Showing posts with label events. Show all posts
Showing posts with label events. Show all posts

Friday, December 6, 2013

Is "Snow Emergency" Legally Valid?

We're in the grip of our first snow emergency of the 2013-2014 winter. Winter Storm Cleon. With Dion already following closely.

Now, this isn't about what makes a snow emergency in any specific place. Minnesota and North Dakota would probably laugh at what Cincinnati calls an emergency.Maybe even at what they would call a significant snowfall.

But, the fact is, Cincinnati communities are calling snow emergencies of various levels.

Big whooping deal.

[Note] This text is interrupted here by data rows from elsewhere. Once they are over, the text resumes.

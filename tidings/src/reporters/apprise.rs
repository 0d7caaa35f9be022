use super::{Dispatch, ReportContext, Reporter, ReporterFactory, Services, renderer_for};
use crate::{
    config::{AppriseConfig, Format, ReportConfig},
    delivery::{DeliveryBackend, Notification, NotifyClient, NotifyFormat, Target},
};
use anyhow::{Context, Result, bail};
use async_trait::async_trait;

/// Expands `{count}` and `{jobs}` in a subject template. Other brace text is
/// kept verbatim and substituted values are never expanded again.
pub fn render_subject(template: &str, count: usize, jobs: &str) -> String {
    let mut out = String::with_capacity(template.len() + jobs.len());
    let mut rest = template;
    while let Some(start) = rest.find('{') {
        out.push_str(&rest[..start]);
        let tail = &rest[start..];
        if let Some(after) = tail.strip_prefix("{count}") {
            out.push_str(&count.to_string());
            rest = after;
        } else if let Some(after) = tail.strip_prefix("{jobs}") {
            out.push_str(jobs);
            rest = after;
        } else {
            out.push('{');
            rest = &tail[1..];
        }
    }
    out.push_str(rest);
    out
}

/// Fan-out reporter: one notification, rendered in the configured format,
/// delivered to every configured Apprise target.
pub struct AppriseReporter<'a> {
    ctx: ReportContext<'a>,
    config: &'a AppriseConfig,
    format: Format,
    backend: Option<&'a dyn DeliveryBackend>,
}

impl<'a> AppriseReporter<'a> {
    /// Fails when no `format` is configured.
    pub fn new(ctx: ReportContext<'a>, backend: Option<&'a dyn DeliveryBackend>) -> Result<Self> {
        let config = &ctx.config().apprise;
        let format = config
            .format
            .context("apprise reporter is enabled but `format` is not set")?;
        Ok(Self {
            ctx,
            config,
            format,
            backend,
        })
    }
}

#[async_trait]
impl Reporter for AppriseReporter<'_> {
    async fn submit(&self) -> Result<Option<Dispatch>> {
        let states = self.ctx.filtered();
        if states.is_empty() {
            return Ok(None);
        }

        let Some(backend) = self.backend else {
            tracing::warn!("apprise is not installed, skipping notification");
            return Ok(Some(Dispatch::Unavailable));
        };

        if self.config.urls.is_empty() && self.config.config_urls.is_empty() {
            tracing::warn!("No apprise urls or config_urls configured");
        }

        let mut client = backend.create_client();
        for url in &self.config.urls {
            client.add(Target::Url(url.clone()));
        }
        for url in &self.config.config_urls {
            client.add(Target::Config(url.clone()));
        }

        let format = self.format;
        let body = match renderer_for(format, self.ctx).submit().await? {
            Some(Dispatch::Rendered(body)) => body,
            other => bail!("{:?} renderer produced no body: {:?}", format, other),
        };

        let jobs = states
            .iter()
            .map(|s| s.job().pretty_name())
            .collect::<Vec<_>>()
            .join(", ");
        let notification = Notification {
            title: render_subject(&self.config.subject, states.len(), &jobs),
            body,
            format: NotifyFormat::from(format),
        };

        tracing::debug!(
            "Notifying {} apprise targets: {}",
            self.config.urls.len() + self.config.config_urls.len(),
            notification.title
        );
        let sent = client.notify(&notification).await;
        if !sent {
            tracing::warn!("apprise failed to deliver '{}'", notification.title);
        }
        Ok(Some(Dispatch::Sent(sent)))
    }

    fn name(&self) -> &'static str {
        "apprise"
    }
}

pub struct AppriseFactory;

impl ReporterFactory for AppriseFactory {
    fn name(&self) -> &'static str {
        "apprise"
    }

    fn enabled(&self, config: &ReportConfig) -> bool {
        config.apprise.enabled
    }

    fn base_format(&self, config: &ReportConfig) -> Format {
        config.apprise.format.unwrap_or_default()
    }

    fn build<'a>(
        &self,
        ctx: ReportContext<'a>,
        services: &'a Services,
    ) -> Result<Box<dyn Reporter + 'a>> {
        Ok(Box::new(AppriseReporter::new(ctx, services.apprise.as_deref())?))
    }
}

It means, for the most part, that communities can write tickets and write off damage to cars parked on the streets.

They say not to go out unless absolutely necessary.
But who decides what is necessary?

I can tell you who does NOT decide.
Service industry workers. They have to go to work or lose their jobs.
The owners of various businesses don't care much if the police say don't go out.
The police don't care much, either. If you are driving slowly and carefully, they aren't likely to chase you down and possibly cause an accident, as well as keeping you both out when you could be getting in somewhere.
But the gas stations HAVE to stay open.
McDonald's MUST stay open.
Facilities such as hospitals and nursing homes, by their very nature, need to stay open. But must they insist on workers coming in in a "snow emergency"?
(I don't know what they could do instead. They should work up snow emergency protocols. Reduced staff, maybe sleep-breaks for people who will remain instead of go out I believe some hospitals do do that.)

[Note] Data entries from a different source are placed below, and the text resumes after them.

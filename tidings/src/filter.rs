use crate::job::{JobState, Verb};
use serde::Deserialize;

fn default_true() -> bool {
    true
}

/// Which outcomes show up in reports. Corresponds to the [display] section
/// in the TOML config file.
#[derive(Debug, Clone, PartialEq, Eq, Deserialize)]
pub struct DisplayPolicy {
    #[serde(default = "default_true")]
    pub new: bool,

    #[serde(default = "default_true")]
    pub error: bool,

    #[serde(default)]
    pub unchanged: bool,

    // Keep `changed` states whose diff renders empty.
    #[serde(default = "default_true", rename = "empty-diff")]
    pub empty_diff: bool,
}

impl Default for DisplayPolicy {
    fn default() -> Self {
        Self {
            new: true,
            error: true,
            unchanged: false,
            empty_diff: true,
        }
    }
}

impl DisplayPolicy {
    /// Whether a single state survives the policy.
    pub fn keep(&self, state: &JobState) -> bool {
        match state.verb() {
            Verb::New => self.new,
            Verb::Error => self.error,
            Verb::Unchanged => self.unchanged,
            Verb::Changed => self.empty_diff || !state.diff().is_empty(),
            Verb::Unmodified => true,
        }
    }

    /// Filters `states`, keeping the survivors in their original order.
    pub fn select<'a, I>(&self, states: I) -> Vec<&'a JobState>
    where
        I: IntoIterator<Item = &'a JobState>,
    {
        states.into_iter().filter(|state| self.keep(state)).collect()
    }
}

Not only do these businesses insist on insisting, they punish those who don't risk life and limb to serve coffee to idiots. (Road personnel excepted from this category.) They write them up(disciplinary action); they brand them as unreliable; they reduce their hours; they even fire them.
They do not pay the fines for tickets received.
They do not pay for damages caused by an accident when their employees should never have been on the road in the first place.
They do not compensate for extra gas burned in longer, slower drives.
They don't pay hospital bills for slip and slide crashes.
They do NOT pay for funerals.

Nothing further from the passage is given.